## DATA
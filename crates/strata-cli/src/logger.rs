//! Logging setup for the Strata CLI.
//!
//! Verbosity is decided in this order:
//! 1. `--verbose`: DEBUG for the strata crates
//! 2. `--quiet`: errors only
//! 3. `RUST_LOG`
//! 4. INFO for the strata crates
//!
//! ```rust,no_run
//! use strata_cli::logger::init_logger;
//! use tracing::info;
//!
//! init_logger(false, false, false);
//! info!("watching for changes");
//! ```

use tracing_subscriber::{fmt, layer::SubscriberExt, util::SubscriberInitExt, EnvFilter};

const VERBOSE_FILTER: &str = "strata=debug,strata_bundler=debug,strata_cli=debug";
const QUIET_FILTER: &str = "strata=error,strata_bundler=error,strata_cli=error";
const DEFAULT_FILTER: &str = "strata=info,strata_bundler=info,strata_cli=info";

/// Build the filter for the given flags.
pub fn filter_for(verbose: bool, quiet: bool) -> EnvFilter {
    if verbose {
        EnvFilter::new(VERBOSE_FILTER)
    } else if quiet {
        EnvFilter::new(QUIET_FILTER)
    } else {
        EnvFilter::try_from_default_env().unwrap_or_else(|_| EnvFilter::new(DEFAULT_FILTER))
    }
}

/// Install the global subscriber. Call once, before anything logs.
///
/// `verbose` wins over `quiet`.
pub fn init_logger(verbose: bool, quiet: bool, no_color: bool) {
    init_logger_with_filter(filter_for(verbose, quiet), no_color);
}

pub fn init_logger_with_filter(filter: EnvFilter, no_color: bool) {
    let fmt_layer = fmt::layer()
        .with_target(false)
        .with_level(true)
        .with_ansi(!no_color)
        .compact();

    // A second init (tests, embedding) keeps the first subscriber.
    let _ = tracing_subscriber::registry()
        .with(filter)
        .with(fmt_layer)
        .try_init();
}

/// Whether colored output should be used, honouring `NO_COLOR` and `FORCE_COLOR`.
pub fn should_use_colors() -> bool {
    if std::env::var_os("NO_COLOR").is_some() {
        return false;
    }
    if std::env::var_os("FORCE_COLOR").is_some() {
        return true;
    }
    console::Term::stdout().features().colors_supported()
}
//! Static file server for `--serve`.
//!
//! Serves the build output directory from disk, so every request sees the
//! latest written bundle.

use std::net::SocketAddr;
use std::path::{Path, PathBuf};

use axum::{routing::get, Json, Router};
use serde_json::json;
use tokio::net::TcpListener;
use tower_http::services::ServeDir;

use crate::error::{CliError, Result};
use crate::ui;

/// Bound, not yet serving.
#[derive(Debug)]
pub struct StaticServer {
    listener: TcpListener,
    dir: PathBuf,
}

impl StaticServer {
    /// Bind `127.0.0.1:port`. Port 0 picks a free port.
    pub async fn bind(dir: PathBuf, port: u16) -> Result<Self> {
        let addr: SocketAddr = ([127, 0, 0, 1], port).into();
        let listener = TcpListener::bind(addr)
            .await
            .map_err(|e| CliError::Server(format!("Failed to bind to {addr}: {e}")))?;
        Ok(Self { listener, dir })
    }

    pub fn local_addr(&self) -> Result<SocketAddr> {
        Ok(self.listener.local_addr()?)
    }

    pub fn dir(&self) -> &Path {
        &self.dir
    }

    /// Serve until the task is dropped.
    pub async fn run(self) -> Result<()> {
        let addr = self.local_addr()?;
        let app = router(&self.dir);

        ui::success(&format!(
            "Serving {} at http://{}",
            self.dir.display(),
            addr
        ));

        axum::serve(self.listener, app)
            .await
            .map_err(|e| CliError::Server(format!("Server error: {e}")))
    }
}

fn router(dir: &Path) -> Router {
    Router::new()
        .route("/__strata/health", get(health))
        .fallback_service(ServeDir::new(dir).append_index_html_on_directories(true))
}

async fn health() -> Json<serde_json::Value> {
    Json(json!({ "status": "ok" }))
}
//! The bundler contract and the built-in engines.
//!
//! Engines only discover dependencies and assemble files. They keep a
//! [`SourceCache`] of the last successful build's files between builds, so an
//! incremental build re-reads just the invalidated paths while the assembled
//! output stays identical to what a full build would produce.

mod icon;
mod manifest;
mod markup;
pub(crate) mod resolve;
mod script;
mod style;

use std::path::{Path, PathBuf};
use std::sync::Arc;

use async_trait::async_trait;
use rustc_hash::FxHashMap;

use crate::config::{BundleConfig, BundlerKind};
use crate::error::{BundleError, Result};
use crate::output::BuildOutput;

pub use icon::IconEngine;
pub use manifest::ManifestEngine;
pub use markup::MarkupEngine;
pub use resolve::normalize;
pub use script::ScriptEngine;
pub use style::StyleEngine;

/// One bundler implementation behind the uniform [`crate::Bundle`] surface.
#[async_trait]
pub trait Bundler: Send {
    fn kind(&self) -> BundlerKind;

    /// Build from `config`.
    ///
    /// `invalidated` is a hint: an empty slice asks for a full build, otherwise
    /// the engine may reuse work for every path not listed. Either way the
    /// returned output must match a full build.
    async fn build(&mut self, config: &BundleConfig, invalidated: &[PathBuf])
        -> Result<BuildOutput>;
}

/// Built-in engine for `kind`.
pub fn engine_for(kind: BundlerKind) -> Box<dyn Bundler> {
    match kind {
        BundlerKind::Script => Box::new(ScriptEngine::default()),
        BundlerKind::Style => Box::new(StyleEngine::default()),
        BundlerKind::Markup => Box::new(MarkupEngine::default()),
        BundlerKind::Manifest => Box::new(ManifestEngine::default()),
        BundlerKind::Icon => Box::new(IconEngine),
    }
}

pub(crate) fn mismatch(engine: BundlerKind, config: &BundleConfig) -> BundleError {
    BundleError::Build {
        input: config
            .base()
            .input
            .first()
            .map(|i| i.describe())
            .unwrap_or_default(),
        message: format!("the {engine} engine cannot build a {} bundle", config.kind()),
    }
}

/// `path` relative to `root` with forward slashes, for labels and source maps.
pub(crate) fn display_path(root: &Path, path: &Path) -> String {
    let relative = path.strip_prefix(root).unwrap_or(path);
    relative
        .components()
        .map(|c| c.as_os_str().to_string_lossy())
        .collect::<Vec<_>>()
        .join("/")
}

/// Output directory for kinds whose `output` names a directory.
pub(crate) fn output_dir(config: &BundleConfig) -> Result<PathBuf> {
    let base = config.base();
    let output = base.output.as_deref().ok_or(BundleError::NotSetUp)?;
    Ok(base.resolve(output))
}

/// Sources-only v3 map written next to `output`.
pub(crate) fn source_map(
    output: &Path,
    root: &Path,
    sources: &[PathBuf],
) -> Result<crate::output::OutputFile> {
    let mut map_path = output.as_os_str().to_owned();
    map_path.push(".map");
    let map_path = PathBuf::from(map_path);

    let file = output
        .file_name()
        .map(|n| n.to_string_lossy().into_owned())
        .unwrap_or_default();
    let map = serde_json::json!({
        "version": 3,
        "file": file,
        "sourceRoot": "",
        "sources": sources.iter().map(|s| display_path(root, s)).collect::<Vec<_>>(),
        "names": [],
        "mappings": "",
    });
    let contents = serde_json::to_vec(&map).map_err(|source| BundleError::Json {
        path: map_path.clone(),
        source,
    })?;

    Ok(crate::output::OutputFile::new(map_path, contents))
}

/// Text sources read during previous builds.
#[derive(Debug, Default)]
pub(crate) struct SourceCache {
    entries: FxHashMap<PathBuf, Arc<str>>,
}

impl SourceCache {
    /// Drop stale entries before a build. An empty list clears everything.
    pub(crate) fn invalidate(&mut self, invalidated: &[PathBuf]) {
        if invalidated.is_empty() {
            self.entries.clear();
            return;
        }
        for path in invalidated {
            let key = resolve::normalize(path);
            if self.entries.remove(&key).is_some() {
                tracing::trace!(path = %key.display(), "source cache entry invalidated");
            }
        }
    }

    /// Keep only the entries the finished build depends on. A failed build
    /// keeps nothing, since it may have read files outside any reported set.
    pub(crate) fn settle(&mut self, result: &Result<BuildOutput>) {
        match result {
            Ok(output) => self.entries.retain(|path, _| output.files.contains(path)),
            Err(_) => self.entries.clear(),
        }
    }

    pub(crate) async fn read(&mut self, path: &Path) -> Result<Arc<str>> {
        if let Some(source) = self.entries.get(path) {
            return Ok(Arc::clone(source));
        }

        let text = tokio::fs::read_to_string(path)
            .await
            .map_err(|source| BundleError::Read {
                path: path.to_path_buf(),
                source,
            })?;
        let text: Arc<str> = Arc::from(text);
        self.entries.insert(path.to_path_buf(), Arc::clone(&text));
        Ok(text)
    }

    #[cfg(test)]
    pub(crate) fn len(&self) -> usize {
        self.entries.len()
    }
}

## EXERCISE DETAILS
Look above for the line with "let app = router(&self.dir);" and the line with "They keep a", and reproduce exactly those two lines plus every line between, nothing more.

## REPLY
        let app = router(&self.dir);

        ui::success(&format!(
            "Serving {} at http://{}",
            self.dir.display(),
            addr
        ));

        axum::serve(self.listener, app)
            .await
            .map_err(|e| CliError::Server(format!("Server error: {e}")))
    }
}

fn router(dir: &Path) -> Router {
    Router::new()
        .route("/__strata/health", get(health))
        .fallback_service(ServeDir::new(dir).append_index_html_on_directories(true))
}

async fn health() -> Json<serde_json::Value> {
    Json(json!({ "status": "ok" }))
}
//! The bundler contract and the built-in engines.
//!
//! Engines only discover dependencies and assemble files. They keep a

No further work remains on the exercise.